EMDR (Eye Movement Desensitization and Reprocessing) is commonly used to treat post-traumatic stress disorder (PTSD). It’s highly effective in helping individuals process and heal from traumatic experiences.
Does EMDR Work for Anxiety?
Yes, EMDR can be effective for various anxiety-related conditions, especially when rooted in traumatic experiences. It helps individuals reprocess distressing memories, reducing associated anxiety.
Exercises for EMDR
EMDR involves bilateral stimulation, often through side-to-side eye movements. Exercises include following the therapist’s finger with your eyes or using tapping or auditory cues to stimulate both sides of the brain.
What Are the 8 Steps of EMDR?
The eight phases of EMDR involve:
- Treatment planning
- Body scan
These steps guide individuals through the process of reprocessing traumatic memories.
What ACTUALLY Happens at EMDR Therapy?
During EMDR, you revisit distressing memories while engaging in bilateral stimulation.
This helps reprocess traumatic experiences, making them less emotionally charged. It’s like helping your brain reorganize these memories for a healthier perspective.
Risks You Should Know
EMDR is generally considered safe, but some individuals may experience emotional distress during or after sessions.
A qualified therapist helps manage these reactions and ensures proper support throughout the process.
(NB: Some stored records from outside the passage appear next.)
//! # AlzAssist Core
//!
//! Domain types, traits, and error definitions for the AlzAssist research
//! assistant. This crate has **no I/O dependencies**: it defines the
//! domain model that all other crates implement against.
//!
//! ## Design Philosophy
//!
//! The reasoner and every retrieval provider are defined as traits here.
//! Implementations live in their respective crates, so the orchestrator
//! can be tested against scripted reasoners and stub tools.

pub mod citation;
pub mod error;
pub mod event;
pub mod message;
pub mod reasoner;
pub mod schema;
pub mod session;
pub mod tool;

// Re-export key types at crate root for ergonomics
pub use citation::{Citation, CitationPool};
pub use error::{Error, OrchestratorError, ReasonerError, Result, SessionError, ToolError};
pub use event::{EventBus, StatusEvent, StatusKind};
pub use message::{Content, Message, Role, SessionId};
pub use reasoner::{Reasoner, ToolDefinition};
pub use schema::{ParamSpec, ParamType, ToolSpec, ValidationFailure};
pub use session::{Session, SessionStatus, validate_history};
pub use tool::{
    Tool, ToolCall, ToolErrorKind, ToolOutcome, ToolOutput, ToolRegistry, ToolResult, ToolRole,
};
What Is the Job of EMDR Therapists?
EMDR therapists guide individuals through the process of reprocessing traumatic memories. They create a safe space, provide support, and use specific techniques to help clients navigate and heal from past traumas.
What Does EMDR Stand For?
EMDR stands for Eye Movement Desensitization and Reprocessing, reflecting the therapy’s focus on bilateral stimulation to desensitize and reprocess traumatic memories.
Who Can Benefit from EMDR Therapy?
EMDR is beneficial for individuals dealing with PTSD, trauma, anxiety, and other related conditions. It’s suitable for people of various ages and backgrounds who have experienced distressing events.
How to Find a Good EMDR Therapist?
To find a qualified EMDR therapist, seek recommendations from mental health professionals, check online directories, and ensure the therapist is licensed and certified in EMDR.
Look for someone experienced in treating your specific concerns and who makes you feel comfortable and understood.